Pare de projetar e se relacione melhor

Alguma vez você já parou para se perguntar por qual razão você fica tão para baixo depois de brigar com alguém?

Seja dentro ou fora de um relacionamento, se você sente que o outro é o verdadeiro culpado por todo o seu sofrimento, talvez seja muito importante você ler esse texto.

Antes de mais nada, eu tenho algumas questões a fazer a você:

Para você é difícil seguir em frente e voltar ao normal após uma discussão?

Você se sente incapaz de voltar às boas e fazer as pazes, ou sente a necessidade de manter uma distância segura por um tempo?

Se o outro tenta se reaproximar, você leva muito tempo para se conectar outra vez, ou permanece distante e até mesmo desprovida de afeição por aquela pessoa?

Existe uma voz interna que lhe diz para não deixar pra lá assim tão fácil? Ou que lhe aconselha a fazer com que o outro se esforce muito para ter sua total atenção outra vez, como se tentasse puní-lo ou sentir dor?

Se você respondeu SIM a pelo menos uma dessas perguntas, provavelmente para você é difícil desapegar do sofrimento. Talvez seja complexo superar aquilo que foi dito e feito – ou o que não o foi. De alguma forma você não se sente suficientemente amada e isso dói. Igualmente, desconfio de que você sente dificuldades em expressar gratidão e perdoar ao outro e a si própria plenamente.

Estou certa? Sim? Esse texto é para você.

Talvez as idéias que vou compartilhar possam parecer um tanto quanto radicais – e você pode até sentir vontade de parar de ler e não ter mais vontade de ler nenhum outro texto desse blog.

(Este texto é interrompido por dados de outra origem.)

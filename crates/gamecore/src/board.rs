//! Board movement mechanics for Chutes and Ladders.
//!
//! Every move follows the same three steps: add the roll to the current
//! square, follow a ladder or chute if the landed square starts one, then cap
//! the result at the final square. Which squares are special is left to the
//! implementation; this module only supplies the mechanism.

use super::BoardTurn;
use tracing::{debug, instrument};

/// The starting square, off the board proper.
pub const FIRST_SQUARE: u32 = 0;

/// The winning square. No move ends past it.
pub const FINAL_SQUARE: u32 = 100;

/// Caps a square at [`FINAL_SQUARE`].
pub fn clamp_square(square: u32) -> u32 {
    square.min(FINAL_SQUARE)
}

/// Checks that a square lies on the board.
pub fn on_board(square: u32) -> bool {
    (FIRST_SQUARE..=FINAL_SQUARE).contains(&square)
}

/// Resolves one move.
///
/// `special` maps the entry square of a ladder or chute to its destination
/// and returns `None` for ordinary squares.
#[instrument(skip(special))]
pub fn resolve_move<F>(current_square: u32, roll: u32, special: F) -> BoardTurn
where
    F: Fn(u32) -> Option<u32>,
{
    let landed = current_square.saturating_add(roll);
    let end_square = match special(landed) {
        Some(destination) => {
            debug!(landed, destination, "Followed ladder or chute");
            clamp_square(destination)
        }
        None => clamp_square(landed),
    };
    BoardTurn::new(roll, end_square)
}
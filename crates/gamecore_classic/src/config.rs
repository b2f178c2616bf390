//! Match settings for the classic games.

use derive_getters::Getters;
use derive_more::{Display, Error};
use rand::rngs::StdRng;
use rand::{Rng, SeedableRng};
use serde::{Deserialize, Serialize};
use std::path::Path;
use tracing::{debug, info, instrument};

/// Settings for a simulated match.
///
/// Every field has a default, so an empty TOML document is a valid config.
#[derive(Debug, Clone, PartialEq, Eq, Getters, Serialize, Deserialize)]
pub struct MatchConfig {
    /// Rounds in a Rock-Paper-Scissors match.
    #[serde(default = "default_rounds")]
    rounds: u32,

    /// Upper bound on moves in a Chutes and Ladders match.
    #[serde(default = "default_max_turns")]
    max_turns: u32,

    /// Seed for reproducible matches. A fresh seed is drawn per match if absent.
    #[serde(default)]
    seed: Option<u64>,
}

fn default_rounds() -> u32 {
    5
}

fn default_max_turns() -> u32 {
    500
}

impl Default for MatchConfig {
    fn default() -> Self {
        Self {
            rounds: default_rounds(),
            max_turns: default_max_turns(),
            seed: None,
        }
    }
}

impl MatchConfig {
    /// Returns a copy of this config with a fixed seed.
    pub fn with_seed(mut self, seed: u64) -> Self {
        self.seed = Some(seed);
        self
    }

    /// Returns a copy of this config with a different round count.
    pub fn with_rounds(mut self, rounds: u32) -> Self {
        self.rounds = rounds;
        self
    }

    /// Returns a copy of this config with a different move cap.
    pub fn with_max_turns(mut self, max_turns: u32) -> Self {
        self.max_turns = max_turns;
        self
    }

    /// Parses configuration from a TOML string.
    #[instrument(skip(content))]
    pub fn from_toml_str(content: &str) -> Result<Self, ConfigError> {
        let config: Self = toml::from_str(content)
            .map_err(|e| ConfigError::new(format!("Failed to parse config: {}", e)))?;
        debug!(?config, "Config parsed");
        Ok(config)
    }

    /// Loads configuration from a TOML file.
    #[instrument(skip(path), fields(path = %path.as_ref().display()))]
    pub fn from_file(path: impl AsRef<Path>) -> Result<Self, ConfigError> {
        debug!("Loading config from file");
        let content = std::fs::read_to_string(path.as_ref())
            .map_err(|e| ConfigError::new(format!("Failed to read config file: {}", e)))?;

        let config = Self::from_toml_str(&content)?;
        info!(rounds = config.rounds, max_turns = config.max_turns, "Config loaded successfully");
        Ok(config)
    }

    /// Creates the random source for one match.
    pub(crate) fn match_rng(&self) -> StdRng {
        let seed = self.seed.unwrap_or_else(|| rand::rng().random());
        debug!(seed, "Seeding match");
        StdRng::seed_from_u64(seed)
    }
}

/// A match config or board layout that could not be used.
///
/// Records where in this crate the problem was detected.
#[derive(Debug, Clone, Display, Error)]
#[display("Invalid match setup: {} ({}:{})", message, file, line)]
pub struct ConfigError {
    /// What was wrong.
    pub message: String,
    /// Line that rejected the input.
    pub line: u32,
    /// Source file that rejected the input.
    pub file: &'static str,
}

impl ConfigError {
    /// Creates an error located at the caller.
    #[track_caller]
    pub fn new(message: impl Into<String>) -> Self {
        let location = std::panic::Location::caller();
        Self {
            message: message.into(),
            line: location.line(),
            file: location.file(),
        }
    }
}

#[cfg(test)]
mod tests {
    use super::*;

    #[test]
    fn test_empty_document_uses_defaults() {
        let config = MatchConfig::from_toml_str("").unwrap();
        assert_eq!(config, MatchConfig::default());
        assert_eq!(*config.rounds(), 5);
        assert_eq!(*config.max_turns(), 500);
        assert_eq!(*config.seed(), None);
    }

    #[test]
    fn test_partial_document() {
        let config = MatchConfig::from_toml_str("rounds = 3\nseed = 42\n").unwrap();
        assert_eq!(*config.rounds(), 3);
        assert_eq!(*config.max_turns(), 500);
        assert_eq!(*config.seed(), Some(42));
    }

    #[test]
    fn test_bad_document() {
        let err = MatchConfig::from_toml_str("rounds = \"many\"").unwrap_err();
        assert!(err.message.starts_with("Failed to parse config"));
        assert!(err.file.ends_with("config.rs"));
    }

    #[test]
    fn test_seeded_rng_repeats() {
        let config = MatchConfig::default().with_seed(7);
        let first: u64 = config.match_rng().random();
        let second: u64 = config.match_rng().random();
        assert_eq!(first, second);
    }
}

É exatamente por isso que deve continuar lendo.

A verdadeira razão da sua frustração

Se até aqui você se identificou com o que escrevi, possivelmente o outro não tem absolutamente nada a ver com o sofrimento que você vem experimentando.

Quando nos sentimos assim machucados e estamos plenamente convencidos de que o outro é a maior, senão a única causa de tamanho sofrimento, nós estamos projetando. Ao projetarmos acreditamos com toda a força do nosso coração que o problema é um mas, na verdade, ele é outro. No mais das vezes nós somos o problema.

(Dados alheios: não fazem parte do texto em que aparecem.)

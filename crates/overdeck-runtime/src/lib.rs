#![forbid(unsafe_code)]

//! Runtime: observable stores, the overlay registry, per-instance handles,
//! and the bindings that keep rendered output in sync with state.
//!
//! ```
//! use overdeck_runtime::{HeadlessHost, RegistryContext, RootMount};
//! use overdeck_core::KindState;
//!
//! let mut ctx = RegistryContext::new();
//! let toast = ctx
//!     .register_fn("toast", Vec::new(), |state: &KindState<String>| state.len())
//!     .unwrap();
//!
//! let mut host = HeadlessHost::new("content");
//! let mount = RootMount::mount(&ctx, &mut host, "content").unwrap();
//!
//! let handle = toast.open(|h| format!("saved ({})", h.id()));
//! assert_eq!(mount.layers()[0].view, 1);
//! handle.close();
//! assert_eq!(mount.layers()[0].view, 0);
//! mount.unmount(&mut host);
//! ```

pub mod binding;
pub mod dismiss;
pub mod host;
pub mod kind;
pub mod reactive;
pub mod registry;

pub use binding::{RootMount, ViewBinding};
pub use dismiss::{DismissTimers, TimerToken};
pub use host::{ContainerId, HeadlessHost, KindLayer, OverlayHost};
pub use kind::{Handle, OverlayKind};
pub use reactive::{Store, Subscription, WeakStore};
pub use registry::{FnKind, KindDescriptor, RegistryContext};
#![forbid(unsafe_code)]

fn main() {
    if let Err(error) = overdeck_demo::run_from_env() {
        eprintln!("{error}");
        std::process::exit(error.exit_code());
    }
}
#![forbid(unsafe_code)]

//! View bindings and the root mount.
//!
//! A [`ViewBinding`] reads a store once, renders it, and then re-renders on
//! every notification until it is detached. The [`RootMount`] owns one
//! binding per registered kind and hands their outputs, in registration
//! order, to an [`OverlayHost`]. Kinds stay independent: each has its own
//! binding and its own layer, never a shared item list.
//!
//! Kinds registered after the mount activates are not discovered.

use std::cell::{Cell, RefCell};
use std::fmt;
use std::rc::Rc;

use overdeck_core::{OverlayError, Result};

use crate::host::{ContainerId, KindLayer, OverlayHost};
use crate::reactive::{Store, Subscription};
use crate::registry::RegistryContext;

/// Live link between one store and its rendered output.
pub struct ViewBinding<V> {
    kind: Rc<str>,
    output: Rc<RefCell<V>>,
    dirty: Rc<Cell<bool>>,
    renders: Rc<Cell<u64>>,
    subscription: Subscription,
}

impl<V: fmt::Debug> fmt::Debug for ViewBinding<V> {
    fn fmt(&self, f: &mut fmt::Formatter<'_>) -> fmt::Result {
        f.debug_struct("ViewBinding")
            .field("kind", &self.kind)
            .field("output", &self.output)
            .field("dirty", &self.dirty.get())
            .field("renders", &self.renders.get())
            .field("active", &self.subscription.is_active())
            .finish()
    }
}

impl<V: 'static> ViewBinding<V> {
    /// Render the current state of `store` and subscribe for changes.
    pub fn attach<T: 'static>(
        kind: &str,
        store: &Store<T>,
        render: impl Fn(&T) -> V + 'static,
    ) -> Self {
        let output = Rc::new(RefCell::new(store.with(&render)));
        let dirty = Rc::new(Cell::new(true));
        let renders = Rc::new(Cell::new(1));

        let weak_output = Rc::downgrade(&output);
        let sub_dirty = Rc::clone(&dirty);
        let sub_renders = Rc::clone(&renders);
        let subscription = store.subscribe(move |state| {
            if let Some(output) = weak_output.upgrade() {
                *output.borrow_mut() = render(state);
                sub_dirty.set(true);
                sub_renders.set(sub_renders.get() + 1);
            }
        });

        Self {
            kind: Rc::from(kind),
            output,
            dirty,
            renders,
            subscription,
        }
    }

    #[must_use]
    pub fn kind(&self) -> &str {
        &self.kind
    }

    /// Read the latest rendered output.
    pub fn with_output<R>(&self, f: impl FnOnce(&V) -> R) -> R {
        f(&self.output.borrow())
    }

    #[must_use]
    pub fn snapshot(&self) -> V
    where
        V: Clone,
    {
        self.output.borrow().clone()
    }

    /// Whether the output changed since the last [`take_dirty`](Self::take_dirty).
    #[must_use]
    pub fn is_dirty(&self) -> bool {
        self.dirty.get()
    }

    pub fn take_dirty(&self) -> bool {
        self.dirty.replace(false)
    }

    /// Number of times the renderer ran, including the initial render.
    #[must_use]
    pub fn render_count(&self) -> u64 {
        self.renders.get()
    }

    #[must_use]
    pub fn is_active(&self) -> bool {
        self.subscription.is_active()
    }

    /// Release the store subscription. The last output stays readable.
    pub fn detach(&self) {
        self.subscription.unsubscribe();
    }
}

/// The single mount point rendering every registered kind.
pub struct RootMount<V> {
    container: ContainerId,
    anchor: String,
    bindings: Vec<ViewBinding<V>>,
    mount_active: Rc<Cell<bool>>,
    released: bool,
}

impl<V: fmt::Debug> fmt::Debug for RootMount<V> {
    fn fmt(&self, f: &mut fmt::Formatter<'_>) -> fmt::Result {
        f.debug_struct("RootMount")
            .field("container", &self.container)
            .field("anchor", &self.anchor)
            .field("bindings", &self.bindings)
            .finish_non_exhaustive()
    }
}

impl<V: Clone + 'static> RootMount<V> {
    /// Activate the mount: insert the overlay container next to `anchor` and
    /// bind every kind registered so far.
    ///
    /// # Errors
    ///
    /// - [`OverlayError::AlreadyMounted`] if another mount from `ctx` is active.
    /// - [`OverlayError::MissingAnchor`] if `host` has no element `anchor`.
    pub fn mount<H>(ctx: &RegistryContext<V>, host: &mut H, anchor: &str) -> Result<Self>
    where
        H: OverlayHost<V> + ?Sized,
    {
        if ctx.is_mounted() {
            return Err(OverlayError::AlreadyMounted);
        }
        if !host.has_anchor(anchor) {
            return Err(OverlayError::MissingAnchor {
                anchor: anchor.to_string(),
            });
        }

        let container = host.insert_after(anchor);
        let bindings = ctx.bind_all();
        let mount_active = ctx.mount_flag();
        mount_active.set(true);

        tracing::debug!(
            message = "mount.activate",
            anchor,
            container = container.get(),
            kinds = bindings.len()
        );

        Ok(Self {
            container,
            anchor: anchor.to_string(),
            bindings,
            mount_active,
            released: false,
        })
    }

    #[must_use]
    pub fn container(&self) -> ContainerId {
        self.container
    }

    /// Kind names this mount renders, in registration order.
    pub fn kinds(&self) -> impl Iterator<Item = &str> + '_ {
        self.bindings.iter().map(ViewBinding::kind)
    }

    #[must_use]
    pub fn binding(&self, kind: &str) -> Option<&ViewBinding<V>> {
        self.bindings.iter().find(|binding| binding.kind() == kind)
    }

    /// Latest output of every kind, in registration order.
    #[must_use]
    pub fn layers(&self) -> Vec<KindLayer<V>> {
        self.bindings
            .iter()
            .map(|binding| KindLayer {
                kind: binding.kind().to_string(),
                view: binding.snapshot(),
            })
            .collect()
    }

    /// Whether any kind re-rendered since the last present.
    #[must_use]
    pub fn is_dirty(&self) -> bool {
        self.bindings.iter().any(ViewBinding::is_dirty)
    }

    /// Hand all layers to `host` if anything changed. Returns whether it did.
    pub fn present<H>(&self, host: &mut H) -> bool
    where
        H: OverlayHost<V> + ?Sized,
    {
        let span = tracing::debug_span!("mount.render", container = self.container.get());
        let _enter = span.enter();

        let mut dirty = false;
        for binding in &self.bindings {
            dirty |= binding.take_dirty();
        }
        if !dirty {
            return false;
        }
        host.present(self.container, &self.layers());
        true
    }

    /// Deactivate: release every subscription and remove the container.
    pub fn unmount<H>(mut self, host: &mut H)
    where
        H: OverlayHost<V> + ?Sized,
    {
        self.release();
        host.remove(self.container);
    }

    fn release(&mut self) {
        if self.released {
            return;
        }
        for binding in &self.bindings {
            binding.detach();
        }
        self.mount_active.set(false);
        self.released = true;
        tracing::debug!(
            message = "mount.deactivate",
            anchor = self.anchor.as_str(),
            container = self.container.get()
        );
    }
}

impl<V> Drop for RootMount<V> {
    fn drop(&mut self) {
        if self.released {
            return;
        }
        // Subscriptions release with the bindings; the host container cannot
        // be removed without the host.
        self.mount_active.set(false);
        tracing::warn!(
            message = "mount.dropped_without_unmount",
            container = self.container.get()
        );
    }
}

A projeção acontece quando culpamos os outros por feridas antigas. E esse não é um processo consciente e deliberado. Então não há porque sentir culpa ou remorso. O que também não significa que devemos lavar as mãozinhas e deixar pra lá.

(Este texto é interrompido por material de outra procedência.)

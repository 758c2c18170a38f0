#![forbid(unsafe_code)]

//! overdeck public facade crate.
//!
//! Registry-driven overlays: register named kinds once, open instances from
//! anywhere through handles, and render every kind from a single root mount.

pub use overdeck_core::{OverlayError, OverlayId, Result, Visibility};
pub use overdeck_runtime::{
    Handle, HeadlessHost, KindDescriptor, OverlayHost, OverlayKind, RegistryContext, RootMount,
};

pub mod prelude {
    pub use overdeck_core as core;
    pub use overdeck_runtime as runtime;
    #[cfg(feature = "widgets")]
    pub use overdeck_widgets as widgets;

    pub use overdeck_core::{ItemProps, KindState, OverlayError, OverlayId, Visibility};
    pub use overdeck_runtime::{
        DismissTimers, Handle, HeadlessHost, KindDescriptor, OverlayHost, OverlayKind,
        RegistryContext, RootMount, Store, Subscription,
    };
    #[cfg(feature = "widgets")]
    pub use overdeck_widgets::{
        Canvas, Layer, ModalConfig, ModalContent, Modals, ToastConfig, ToastLevel, Toasts,
    };
}
use overdeck_core::OverlayError;
use thiserror::Error;

pub type Result<T> = std::result::Result<T, DemoError>;

#[derive(Debug, Error)]
pub enum DemoError {
    #[error("overlay error: {0}")]
    Overlay(#[from] OverlayError),

    #[error("I/O error: {0}")]
    Io(#[from] std::io::Error),

    #[error("JSON error: {0}")]
    Json(#[from] serde_json::Error),

    #[error("invalid argument: {message}")]
    InvalidArgument { message: String },

    #[error("logging setup failed: {message}")]
    Logging { message: String },
}

impl DemoError {
    #[must_use]
    pub fn exit_code(&self) -> i32 {
        match self {
            Self::InvalidArgument { .. } => 2,
            Self::Overlay(OverlayError::MissingAnchor { .. }) => 3,
            _ => 1,
        }
    }

    #[must_use]
    pub fn invalid(message: impl Into<String>) -> Self {
        Self::InvalidArgument {
            message: message.into(),
        }
    }
}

Funciona mais ou menos assim: conflitos atuais servem como gatilhos que reavivam questões mal resolvidas do passado – incluindo questões de relacionamentos antigos, da infância ou até mesmo de existências pretéritas (caso você acredite nisso).

No momento do conflito nós sentimos com o âmago do nosso ser que aquela pessoa que está ali na nossa frente é a razão de todo o sofrimento. Afinal, se ela é tudo que eu consigo ver diante dos meus olhos, quem mais poderia personificar com precisão aquilo tudo que estou experimentando?!

E aí, o que fazemos? Brigamos com toda a intensidade que a emoção pede. Falamos coisas que machucam. Tomamos atitudes precipitadas ou deliberadamente nos omitimos de fazer o que precisa ser feito. E se ainda fossemos capazes de ao menos nos sentirmos aliviados e em paz depois… mas não. Eu não sei vocês, mas eu no auge desse ciclo, uma vez sozinha, ficava repassando mentalmente cada fala. Sentia vergonha, culpa, arrependimento e não raro tinha a impressão de que havia me comportado com uma criatura irracional. A sensação do depois era, invariavelmente, ruim. Mesmo achando que o problema estava fora e que a briga ou até mesmo o término resolveriam, do lado de dentro eu ficava em frangalhos.

Você talvez esteja se perguntando, e daí? Se é inconsciente e eu não faço isso por mal, qual o problema?!

O problema é que a projeção nos previne de enxergar a verdadeira raiz do problema. Ser míope com relação a isso é como aqueles personagens dos quadrinhos que caminham, caminham, caminham, e a nuvenzinha insiste em acompanha-los. Mudam as cenas, mudam os personagens e a sombra da projeção segue firme e forte ao nosso lado: nós continuamos a caminhar lado-a-lado com sofrimento.

Quando estamos convencidos de que a culpa mora ao lado, somos incapazes de perceber como o nosso passado interfere no momento presente. Fechamos os olhos para as questões fundamentais que o outro está nos chamando a relembrar.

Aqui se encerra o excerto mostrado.